Ohhhhhhhh things took a turn on me this year at The Christie Antique Show.
Swear at the alarm clock, wake up, get my coffee, stand outside waiting for my sister to pick me up. That has been the Saturday morning routine for every Christie Antique Show for the past decade or so.
The day then progresses in a familiar and traditional fashion with our preferred route around the show; up the aisle, turn left, down the aisle, turn right, up the aisle turn left, down the aisle turn right, squeal in delight. And so on, until we develop the condition known in some antiquing circles as Musty Guts. An stomach condition wherein the smell of all the musty furniture makes you feel like you're going to barf - unless you eat french fries immediately. So upon the first signs of the affliction we run to the french fry stand.
That's the way it goes. Every. Single. Year.
This year the unthinkable happened to poor Pink Tool Belt. The sort of thing you see on the news and think That's so horrible! I feel so bad for the family. I wonder if I should send money. You never think it's going to happen to you. But it did. On May 27th, 2017, the exact day of the Christie Antique Show ... Pink Tool Belt had to work.
WTF???
Now what?
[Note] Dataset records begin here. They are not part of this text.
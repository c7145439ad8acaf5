use std::fs;
use std::io;
use std::path::{Path, PathBuf};
use std::time::SystemTime;

use scanshelf_application::{ApplicationError, CacheCleanReport};
use tracing::{debug, warn};
use walkdir::WalkDir;

use crate::paths::{ensure_dir, ensure_parent};

/// File operations on page assets and the quota-managed cache.
#[derive(Debug, Clone)]
pub struct PageStorage {
    cache_root: PathBuf,
}

impl PageStorage {
    pub fn new(cache_root: impl Into<PathBuf>) -> Self {
        Self {
            cache_root: cache_root.into(),
        }
    }

    pub fn cache_root(&self) -> &Path {
        &self.cache_root
    }

    /// Copies a file, or a directory tree, to `dst`.
    pub fn copy(&self, src: &Path, dst: &Path) -> Result<(), ApplicationError> {
        let metadata = fs::symlink_metadata(src).map_err(|error| missing_or_storage(src, error))?;
        if !metadata.is_dir() {
            ensure_parent(dst)?;
            fs::copy(src, dst).map_err(|error| storage_error("copy", src, error))?;
            return Ok(());
        }

        for entry in WalkDir::new(src).follow_links(false) {
            let entry = entry.map_err(|error| {
                ApplicationError::Storage(format!("walk {}: {error}", src.display()))
            })?;
            let relative = entry
                .path()
                .strip_prefix(src)
                .map_err(|error| ApplicationError::Storage(error.to_string()))?;
            let target = dst.join(relative);
            if entry.file_type().is_dir() {
                ensure_dir(&target)?;
            } else {
                ensure_parent(&target)?;
                fs::copy(entry.path(), &target)
                    .map_err(|error| storage_error("copy", entry.path(), error))?;
            }
        }
        Ok(())
    }

    /// Renames `src` to `dst`, falling back to copy-then-delete across
    /// filesystems. If the source cannot be removed after a successful copy
    /// the call fails and the copy at `dst` is left in place.
    pub fn move_path(&self, src: &Path, dst: &Path) -> Result<(), ApplicationError> {
        self.move_path_with(src, dst, |from, to| fs::rename(from, to), remove_any)
    }

    pub(crate) fn move_path_with(
        &self,
        src: &Path,
        dst: &Path,
        rename: impl Fn(&Path, &Path) -> io::Result<()>,
        remove_source: impl Fn(&Path) -> io::Result<()>,
    ) -> Result<(), ApplicationError> {
        ensure_parent(dst)?;
        match rename(src, dst) {
            Ok(()) => return Ok(()),
            Err(error) if error.kind() == io::ErrorKind::NotFound => {
                return Err(missing_or_storage(src, error));
            }
            Err(error) => {
                debug!(src = %src.display(), dst = %dst.display(), %error, "rename failed, copying");
            }
        }

        self.copy(src, dst)?;
        remove_source(src).map_err(|error| {
            ApplicationError::Storage(format!(
                "copied {} to {} but could not remove the source: {error}",
                src.display(),
                dst.display()
            ))
        })
    }

    /// Deletes a file or a directory tree, children before parents. A path
    /// that does not exist counts as deleted.
    pub fn delete_recursive(&self, path: &Path) -> Result<(), ApplicationError> {
        let metadata = match fs::symlink_metadata(path) {
            Ok(metadata) => metadata,
            Err(error) if error.kind() == io::ErrorKind::NotFound => return Ok(()),
            Err(error) => return Err(storage_error("stat", path, error)),
        };
        if !metadata.is_dir() {
            return remove_file_if_present(path);
        }

        for entry in WalkDir::new(path).follow_links(false).contents_first(true) {
            let entry = entry.map_err(|error| {
                ApplicationError::Storage(format!("walk {}: {error}", path.display()))
            })?;
            if entry.file_type().is_dir() {
                match fs::remove_dir(entry.path()) {
                    Ok(()) => {}
                    Err(error) if error.kind() == io::ErrorKind::NotFound => {}
                    Err(error) => return Err(storage_error("remove", entry.path(), error)),
                }
            } else {
                remove_file_if_present(entry.path())?;
            }
        }
        Ok(())
    }

    /// Removes `path` only when it is an empty directory. Anything still
    /// inside is kept and reported.
    pub fn remove_dir_if_empty(&self, path: &Path) -> Result<(), ApplicationError> {
        let mut entries = match fs::read_dir(path) {
            Ok(entries) => entries,
            Err(error) if error.kind() == io::ErrorKind::NotFound => return Ok(()),
            Err(error) => return Err(storage_error("read", path, error)),
        };
        if entries.next().is_some() {
            return Err(ApplicationError::Storage(format!(
                "{} is not empty",
                path.display()
            )));
        }
        match fs::remove_dir(path) {
            Ok(()) => Ok(()),
            Err(error) if error.kind() == io::ErrorKind::NotFound => Ok(()),
            Err(error) => Err(storage_error("remove", path, error)),
        }
    }

    /// Evicts the oldest-modified cache files until the cache fits into
    /// `max_bytes`. Symlinks are neither followed nor counted.
    pub fn clean_cache(&self, max_bytes: u64) -> Result<CacheCleanReport, ApplicationError> {
        if !self.cache_root.is_dir() {
            return Ok(CacheCleanReport::default());
        }

        let mut files: Vec<(SystemTime, PathBuf, u64)> = Vec::new();
        for entry in WalkDir::new(&self.cache_root).follow_links(false) {
            let entry = match entry {
                Ok(entry) => entry,
                Err(error) => {
                    warn!(%error, "skipping unreadable cache entry");
                    continue;
                }
            };
            if !entry.file_type().is_file() {
                continue;
            }
            let Ok(metadata) = entry.metadata() else {
                continue;
            };
            let modified = metadata.modified().unwrap_or(SystemTime::UNIX_EPOCH);
            files.push((modified, entry.into_path(), metadata.len()));
        }

        let bytes_before: u64 = files.iter().map(|(_, _, size)| size).sum();
        let mut report = CacheCleanReport {
            bytes_before,
            bytes_after: bytes_before,
            files_removed: 0,
        };
        if bytes_before <= max_bytes {
            return Ok(report);
        }

        files.sort();
        for (_, path, size) in files {
            if report.bytes_after <= max_bytes {
                break;
            }
            if !path.starts_with(&self.cache_root) {
                continue;
            }
            match fs::remove_file(&path) {
                Ok(()) => {
                    report.bytes_after -= size;
                    report.files_removed += 1;
                }
                Err(error) => warn!(path = %path.display(), %error, "cache eviction failed"),
            }
        }

        self.prune_empty_dirs();
        debug!(
            before = report.bytes_before,
            after = report.bytes_after,
            removed = report.files_removed,
            "cache cleaned"
        );
        Ok(report)
    }

    fn prune_empty_dirs(&self) {
        for entry in WalkDir::new(&self.cache_root)
            .follow_links(false)
            .min_depth(1)
            .contents_first(true)
            .into_iter()
            .filter_map(Result::ok)
        {
            if entry.file_type().is_dir() {
                // Non-empty directories stay.
                let _ = fs::remove_dir(entry.path());
            }
        }
    }
}

fn remove_any(path: &Path) -> io::Result<()> {
    if fs::symlink_metadata(path)?.is_dir() {
        fs::remove_dir_all(path)
    } else {
        fs::remove_file(path)
    }
}

fn remove_file_if_present(path: &Path) -> Result<(), ApplicationError> {
    match fs::remove_file(path) {
        Ok(()) => Ok(()),
        Err(error) if error.kind() == io::ErrorKind::NotFound => Ok(()),
        Err(error) => Err(storage_error("remove", path, error)),
    }
}

fn missing_or_storage(path: &Path, error: io::Error) -> ApplicationError {
    if error.kind() == io::ErrorKind::NotFound {
        ApplicationError::MissingAsset(path.display().to_string())
    } else {
        storage_error("stat", path, error)
    }
}

fn storage_error(action: &str, path: &Path, error: io::Error) -> ApplicationError {
    ApplicationError::Storage(format!("{action} {}: {error}", path.display()))
}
Betty was at home waiting for some company to come and open her pool because she's obviously the laziest 82 year old you'll ever meet, Fish Pedicure was on some sort of gardening rampage, and then there was me; crumpled and misty-eyed on my couch the night before wondering what I was going to do. I was going to have to go by myself. That's all there was to it. I'm a strong independent woman. I could do this. What was going to happen when I squealed in delight? The general public is suspicious of lone squealers.
Then I remembered I "had a guy". You know how you "have a guy" to do plumbing, or electrical work or taxidermy? Well I have a guy who needs a minuscule amount of help buying some accessories for his house. BAM. A few hundred texts later I had badgered him into coming to Christie's with me.
And this is our story.
This is what I was looking at while he was on the phone checking for measurements so he wouldn't buy anything too big or small.
Ditto for the sap pails.
Still on the phone ... so I wandered over to the metal flashlights and let out a tiny squeal that I don't think anyone heard.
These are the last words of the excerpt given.